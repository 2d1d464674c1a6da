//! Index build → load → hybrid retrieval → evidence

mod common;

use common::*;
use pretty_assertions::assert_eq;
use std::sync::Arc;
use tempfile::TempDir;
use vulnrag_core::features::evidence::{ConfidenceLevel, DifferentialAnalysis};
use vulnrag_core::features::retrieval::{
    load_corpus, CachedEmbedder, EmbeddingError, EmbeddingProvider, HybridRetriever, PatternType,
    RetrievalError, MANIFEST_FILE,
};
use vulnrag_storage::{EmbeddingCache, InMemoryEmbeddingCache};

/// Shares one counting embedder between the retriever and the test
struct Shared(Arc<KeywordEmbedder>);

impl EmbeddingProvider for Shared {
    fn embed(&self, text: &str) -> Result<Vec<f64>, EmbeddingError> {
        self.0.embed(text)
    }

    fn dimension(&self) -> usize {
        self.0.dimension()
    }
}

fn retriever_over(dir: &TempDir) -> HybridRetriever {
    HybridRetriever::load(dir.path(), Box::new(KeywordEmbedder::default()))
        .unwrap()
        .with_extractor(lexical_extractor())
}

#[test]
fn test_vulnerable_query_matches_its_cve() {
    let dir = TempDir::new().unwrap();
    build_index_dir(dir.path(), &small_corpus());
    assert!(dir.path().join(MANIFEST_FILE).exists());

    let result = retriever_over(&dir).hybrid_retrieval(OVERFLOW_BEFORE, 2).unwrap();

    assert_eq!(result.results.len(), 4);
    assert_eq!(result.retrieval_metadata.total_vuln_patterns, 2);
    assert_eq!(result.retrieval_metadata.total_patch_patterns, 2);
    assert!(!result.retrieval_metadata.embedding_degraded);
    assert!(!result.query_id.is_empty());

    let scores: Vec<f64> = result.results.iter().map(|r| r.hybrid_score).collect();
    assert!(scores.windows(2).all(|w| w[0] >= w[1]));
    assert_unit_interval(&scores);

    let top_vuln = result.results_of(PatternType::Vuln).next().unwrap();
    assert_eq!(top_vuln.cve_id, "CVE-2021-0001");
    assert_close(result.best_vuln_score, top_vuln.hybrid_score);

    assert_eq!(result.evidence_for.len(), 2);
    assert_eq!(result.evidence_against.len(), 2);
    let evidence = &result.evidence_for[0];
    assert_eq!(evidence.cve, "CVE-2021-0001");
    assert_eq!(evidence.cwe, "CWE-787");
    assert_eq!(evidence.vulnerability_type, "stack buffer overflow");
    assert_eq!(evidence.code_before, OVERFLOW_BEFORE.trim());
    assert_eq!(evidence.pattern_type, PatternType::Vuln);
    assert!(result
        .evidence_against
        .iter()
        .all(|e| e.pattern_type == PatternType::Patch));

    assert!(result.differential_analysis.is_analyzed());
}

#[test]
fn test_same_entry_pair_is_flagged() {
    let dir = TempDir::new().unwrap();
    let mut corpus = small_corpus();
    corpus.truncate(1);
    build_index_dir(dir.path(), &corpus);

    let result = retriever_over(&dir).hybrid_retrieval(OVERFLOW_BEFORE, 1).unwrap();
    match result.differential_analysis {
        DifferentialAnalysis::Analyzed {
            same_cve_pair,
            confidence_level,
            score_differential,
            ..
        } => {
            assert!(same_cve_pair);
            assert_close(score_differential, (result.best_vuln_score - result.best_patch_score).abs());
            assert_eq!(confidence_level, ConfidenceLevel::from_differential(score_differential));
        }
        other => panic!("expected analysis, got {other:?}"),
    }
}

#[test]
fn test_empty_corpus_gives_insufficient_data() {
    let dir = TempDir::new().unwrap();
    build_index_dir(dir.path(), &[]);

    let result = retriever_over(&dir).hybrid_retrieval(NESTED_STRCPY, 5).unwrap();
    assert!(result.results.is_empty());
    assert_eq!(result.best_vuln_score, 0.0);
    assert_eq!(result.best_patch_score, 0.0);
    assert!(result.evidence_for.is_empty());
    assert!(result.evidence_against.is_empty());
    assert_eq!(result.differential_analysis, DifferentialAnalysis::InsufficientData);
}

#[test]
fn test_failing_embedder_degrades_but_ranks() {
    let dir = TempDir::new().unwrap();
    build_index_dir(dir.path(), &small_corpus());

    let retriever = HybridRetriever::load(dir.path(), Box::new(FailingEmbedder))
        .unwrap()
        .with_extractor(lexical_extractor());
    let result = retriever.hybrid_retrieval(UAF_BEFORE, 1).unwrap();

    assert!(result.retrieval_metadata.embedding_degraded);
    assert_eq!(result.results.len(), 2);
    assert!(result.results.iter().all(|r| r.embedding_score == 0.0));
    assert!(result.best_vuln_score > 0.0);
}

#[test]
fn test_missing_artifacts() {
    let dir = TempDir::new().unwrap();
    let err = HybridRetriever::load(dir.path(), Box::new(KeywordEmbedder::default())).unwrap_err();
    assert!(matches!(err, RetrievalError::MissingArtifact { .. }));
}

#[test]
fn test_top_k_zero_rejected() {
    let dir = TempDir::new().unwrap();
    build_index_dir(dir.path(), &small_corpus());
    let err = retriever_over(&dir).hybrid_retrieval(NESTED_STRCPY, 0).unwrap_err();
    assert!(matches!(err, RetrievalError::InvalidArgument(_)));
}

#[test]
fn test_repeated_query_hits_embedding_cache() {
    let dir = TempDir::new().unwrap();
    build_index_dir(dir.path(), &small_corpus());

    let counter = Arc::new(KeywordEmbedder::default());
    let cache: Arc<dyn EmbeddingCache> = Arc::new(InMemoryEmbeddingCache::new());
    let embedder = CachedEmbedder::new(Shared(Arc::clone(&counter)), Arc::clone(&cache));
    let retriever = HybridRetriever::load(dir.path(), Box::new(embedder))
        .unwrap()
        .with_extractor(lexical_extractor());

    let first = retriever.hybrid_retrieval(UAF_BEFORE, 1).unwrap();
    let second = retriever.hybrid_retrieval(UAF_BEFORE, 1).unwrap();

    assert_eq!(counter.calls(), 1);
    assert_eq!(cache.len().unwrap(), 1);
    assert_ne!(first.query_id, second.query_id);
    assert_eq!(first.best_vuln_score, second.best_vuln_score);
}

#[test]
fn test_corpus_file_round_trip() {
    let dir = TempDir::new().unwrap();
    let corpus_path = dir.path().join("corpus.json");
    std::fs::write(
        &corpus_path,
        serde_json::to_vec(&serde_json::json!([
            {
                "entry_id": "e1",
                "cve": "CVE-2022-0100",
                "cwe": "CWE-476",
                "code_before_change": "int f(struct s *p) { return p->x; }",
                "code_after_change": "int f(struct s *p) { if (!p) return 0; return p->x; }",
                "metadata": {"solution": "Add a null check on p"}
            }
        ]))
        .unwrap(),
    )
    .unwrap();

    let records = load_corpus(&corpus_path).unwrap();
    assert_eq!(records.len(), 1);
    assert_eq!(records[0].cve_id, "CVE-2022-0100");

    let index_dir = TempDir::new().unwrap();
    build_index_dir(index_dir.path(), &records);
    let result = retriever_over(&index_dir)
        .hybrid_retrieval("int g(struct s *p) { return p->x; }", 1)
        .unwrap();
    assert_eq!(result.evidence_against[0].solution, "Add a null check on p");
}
...
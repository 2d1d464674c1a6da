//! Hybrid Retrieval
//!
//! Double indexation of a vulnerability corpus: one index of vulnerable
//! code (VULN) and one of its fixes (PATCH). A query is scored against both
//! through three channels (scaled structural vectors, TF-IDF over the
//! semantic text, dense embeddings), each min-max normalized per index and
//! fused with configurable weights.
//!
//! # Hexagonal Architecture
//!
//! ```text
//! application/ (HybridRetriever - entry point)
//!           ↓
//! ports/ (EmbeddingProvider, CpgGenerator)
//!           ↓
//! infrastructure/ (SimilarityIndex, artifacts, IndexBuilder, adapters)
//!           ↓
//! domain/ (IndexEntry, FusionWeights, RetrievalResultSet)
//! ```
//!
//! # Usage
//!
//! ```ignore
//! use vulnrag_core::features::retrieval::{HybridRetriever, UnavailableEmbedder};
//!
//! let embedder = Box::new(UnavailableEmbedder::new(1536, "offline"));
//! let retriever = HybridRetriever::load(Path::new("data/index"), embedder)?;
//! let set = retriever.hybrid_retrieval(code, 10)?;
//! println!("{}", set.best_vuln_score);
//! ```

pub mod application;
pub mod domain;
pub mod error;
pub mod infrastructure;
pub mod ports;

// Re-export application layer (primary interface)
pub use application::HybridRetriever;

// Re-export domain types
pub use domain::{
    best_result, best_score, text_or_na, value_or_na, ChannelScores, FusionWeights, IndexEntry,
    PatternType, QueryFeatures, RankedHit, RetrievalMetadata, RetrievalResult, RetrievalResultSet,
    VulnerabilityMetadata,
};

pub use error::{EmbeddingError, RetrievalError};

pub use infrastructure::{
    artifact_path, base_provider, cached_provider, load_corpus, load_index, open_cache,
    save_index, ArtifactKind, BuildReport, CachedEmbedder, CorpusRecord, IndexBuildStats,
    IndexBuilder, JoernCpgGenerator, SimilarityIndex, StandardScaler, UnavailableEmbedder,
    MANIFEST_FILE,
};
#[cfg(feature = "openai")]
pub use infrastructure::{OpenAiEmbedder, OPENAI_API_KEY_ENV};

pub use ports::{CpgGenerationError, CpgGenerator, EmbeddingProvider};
--
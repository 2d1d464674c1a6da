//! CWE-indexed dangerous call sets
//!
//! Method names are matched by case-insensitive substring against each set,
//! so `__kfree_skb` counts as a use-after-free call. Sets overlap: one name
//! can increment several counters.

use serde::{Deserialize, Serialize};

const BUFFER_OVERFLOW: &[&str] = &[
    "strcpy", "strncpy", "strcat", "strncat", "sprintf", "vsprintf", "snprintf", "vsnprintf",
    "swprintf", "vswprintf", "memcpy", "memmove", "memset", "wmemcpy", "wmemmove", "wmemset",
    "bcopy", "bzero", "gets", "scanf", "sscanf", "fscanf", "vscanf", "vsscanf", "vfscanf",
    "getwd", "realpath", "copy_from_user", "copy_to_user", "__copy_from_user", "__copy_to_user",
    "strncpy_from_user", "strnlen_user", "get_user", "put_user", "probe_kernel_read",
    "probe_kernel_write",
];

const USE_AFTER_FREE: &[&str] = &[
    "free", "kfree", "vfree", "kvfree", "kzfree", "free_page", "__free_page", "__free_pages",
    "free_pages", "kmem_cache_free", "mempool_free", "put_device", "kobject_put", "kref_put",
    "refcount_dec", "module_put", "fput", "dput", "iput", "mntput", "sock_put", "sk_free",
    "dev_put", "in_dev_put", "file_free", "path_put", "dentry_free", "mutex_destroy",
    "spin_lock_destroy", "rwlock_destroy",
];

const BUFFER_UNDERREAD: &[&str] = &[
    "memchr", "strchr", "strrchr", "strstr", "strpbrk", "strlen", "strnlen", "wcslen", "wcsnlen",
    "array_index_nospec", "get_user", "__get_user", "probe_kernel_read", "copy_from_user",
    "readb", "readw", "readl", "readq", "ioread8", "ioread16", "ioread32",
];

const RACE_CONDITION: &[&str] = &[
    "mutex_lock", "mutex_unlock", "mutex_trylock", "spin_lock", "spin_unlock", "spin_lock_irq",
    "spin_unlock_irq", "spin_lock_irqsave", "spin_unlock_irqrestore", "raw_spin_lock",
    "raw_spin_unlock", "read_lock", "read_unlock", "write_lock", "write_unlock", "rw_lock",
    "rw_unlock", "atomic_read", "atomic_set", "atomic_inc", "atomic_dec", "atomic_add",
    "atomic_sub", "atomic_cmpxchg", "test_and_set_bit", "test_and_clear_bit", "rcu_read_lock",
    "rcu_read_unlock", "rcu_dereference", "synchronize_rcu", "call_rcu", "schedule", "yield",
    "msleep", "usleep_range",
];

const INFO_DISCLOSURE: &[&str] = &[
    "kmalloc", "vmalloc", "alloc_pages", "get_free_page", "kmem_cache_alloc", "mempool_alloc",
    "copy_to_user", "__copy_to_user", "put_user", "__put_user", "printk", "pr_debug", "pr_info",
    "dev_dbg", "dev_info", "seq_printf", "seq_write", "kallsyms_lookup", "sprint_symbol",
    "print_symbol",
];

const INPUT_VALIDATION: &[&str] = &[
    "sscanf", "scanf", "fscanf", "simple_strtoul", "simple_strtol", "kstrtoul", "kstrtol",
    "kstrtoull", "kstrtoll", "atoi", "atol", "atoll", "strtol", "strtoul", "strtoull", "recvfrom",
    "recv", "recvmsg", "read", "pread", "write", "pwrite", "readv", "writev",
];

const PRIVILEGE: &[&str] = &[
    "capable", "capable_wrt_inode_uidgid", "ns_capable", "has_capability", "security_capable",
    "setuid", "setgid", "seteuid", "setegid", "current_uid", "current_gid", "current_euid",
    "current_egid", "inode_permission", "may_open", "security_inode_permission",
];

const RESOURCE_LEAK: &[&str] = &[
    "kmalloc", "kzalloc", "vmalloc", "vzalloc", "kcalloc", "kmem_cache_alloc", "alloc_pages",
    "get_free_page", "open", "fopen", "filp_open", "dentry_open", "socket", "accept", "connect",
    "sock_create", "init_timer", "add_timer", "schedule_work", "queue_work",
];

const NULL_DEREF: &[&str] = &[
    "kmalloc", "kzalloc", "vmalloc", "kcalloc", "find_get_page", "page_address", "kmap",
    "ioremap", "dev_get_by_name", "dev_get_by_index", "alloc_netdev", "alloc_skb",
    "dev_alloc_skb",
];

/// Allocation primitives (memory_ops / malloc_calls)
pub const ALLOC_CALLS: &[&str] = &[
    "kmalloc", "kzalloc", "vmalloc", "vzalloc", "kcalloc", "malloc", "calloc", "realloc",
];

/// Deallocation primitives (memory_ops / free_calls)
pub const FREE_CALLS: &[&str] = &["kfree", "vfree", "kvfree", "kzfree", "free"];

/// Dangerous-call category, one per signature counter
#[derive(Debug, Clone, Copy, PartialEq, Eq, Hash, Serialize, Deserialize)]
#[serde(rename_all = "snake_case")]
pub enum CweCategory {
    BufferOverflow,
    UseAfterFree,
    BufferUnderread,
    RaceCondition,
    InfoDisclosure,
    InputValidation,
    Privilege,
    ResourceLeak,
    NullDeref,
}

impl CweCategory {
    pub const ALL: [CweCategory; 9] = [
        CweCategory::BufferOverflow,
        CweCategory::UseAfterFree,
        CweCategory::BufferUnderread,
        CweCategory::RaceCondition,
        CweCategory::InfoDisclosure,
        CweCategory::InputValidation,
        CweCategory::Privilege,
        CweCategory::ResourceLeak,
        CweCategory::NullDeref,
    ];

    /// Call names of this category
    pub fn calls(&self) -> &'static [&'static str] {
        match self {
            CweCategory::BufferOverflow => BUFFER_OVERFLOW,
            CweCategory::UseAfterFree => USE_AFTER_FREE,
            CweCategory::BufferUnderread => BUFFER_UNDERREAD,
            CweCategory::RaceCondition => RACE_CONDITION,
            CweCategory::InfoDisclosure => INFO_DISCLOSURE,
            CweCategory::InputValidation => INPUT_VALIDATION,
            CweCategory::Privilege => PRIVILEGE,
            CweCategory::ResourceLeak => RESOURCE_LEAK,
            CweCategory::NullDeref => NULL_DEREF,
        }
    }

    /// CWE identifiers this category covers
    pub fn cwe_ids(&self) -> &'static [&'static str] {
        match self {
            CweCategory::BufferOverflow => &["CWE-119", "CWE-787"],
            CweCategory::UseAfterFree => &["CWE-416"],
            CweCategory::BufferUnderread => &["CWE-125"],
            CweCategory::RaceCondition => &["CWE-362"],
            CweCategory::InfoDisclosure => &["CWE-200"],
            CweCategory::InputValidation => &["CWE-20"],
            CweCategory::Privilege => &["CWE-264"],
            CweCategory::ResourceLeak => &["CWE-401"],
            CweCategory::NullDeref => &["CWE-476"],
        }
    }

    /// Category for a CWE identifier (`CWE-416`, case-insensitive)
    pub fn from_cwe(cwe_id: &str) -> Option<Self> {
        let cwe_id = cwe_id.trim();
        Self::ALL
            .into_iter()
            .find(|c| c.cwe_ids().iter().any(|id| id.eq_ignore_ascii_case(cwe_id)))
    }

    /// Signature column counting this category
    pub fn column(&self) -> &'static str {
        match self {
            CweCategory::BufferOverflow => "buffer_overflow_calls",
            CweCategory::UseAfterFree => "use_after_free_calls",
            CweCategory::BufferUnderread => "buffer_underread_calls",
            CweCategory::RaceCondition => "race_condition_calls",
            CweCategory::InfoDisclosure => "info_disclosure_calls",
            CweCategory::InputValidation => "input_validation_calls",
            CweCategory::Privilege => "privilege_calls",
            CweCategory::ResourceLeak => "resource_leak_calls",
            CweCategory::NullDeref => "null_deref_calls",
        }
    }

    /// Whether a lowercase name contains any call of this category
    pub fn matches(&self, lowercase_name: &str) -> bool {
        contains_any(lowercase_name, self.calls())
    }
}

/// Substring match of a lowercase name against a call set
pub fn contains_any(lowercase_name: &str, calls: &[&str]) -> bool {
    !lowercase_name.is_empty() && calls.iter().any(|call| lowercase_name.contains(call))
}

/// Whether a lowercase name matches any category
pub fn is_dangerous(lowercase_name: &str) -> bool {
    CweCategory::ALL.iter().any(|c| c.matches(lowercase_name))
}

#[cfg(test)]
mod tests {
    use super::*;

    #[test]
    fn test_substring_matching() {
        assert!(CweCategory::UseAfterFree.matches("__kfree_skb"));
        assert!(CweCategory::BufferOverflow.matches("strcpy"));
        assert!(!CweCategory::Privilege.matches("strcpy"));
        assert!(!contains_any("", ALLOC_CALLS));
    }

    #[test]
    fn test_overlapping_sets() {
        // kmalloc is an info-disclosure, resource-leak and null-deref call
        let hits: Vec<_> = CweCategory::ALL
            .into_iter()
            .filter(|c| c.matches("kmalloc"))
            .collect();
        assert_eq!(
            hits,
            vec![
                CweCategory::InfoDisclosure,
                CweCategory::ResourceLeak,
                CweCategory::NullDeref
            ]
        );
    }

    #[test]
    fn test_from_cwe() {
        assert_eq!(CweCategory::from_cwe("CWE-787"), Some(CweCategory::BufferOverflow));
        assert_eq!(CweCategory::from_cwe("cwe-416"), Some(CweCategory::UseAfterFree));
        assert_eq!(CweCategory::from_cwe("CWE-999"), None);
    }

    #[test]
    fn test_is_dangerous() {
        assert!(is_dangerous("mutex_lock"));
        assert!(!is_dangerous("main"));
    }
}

Problem ▸
Determine how many lines contain the string "application" in the listing, and state that number by itself.

Answer space ▸
4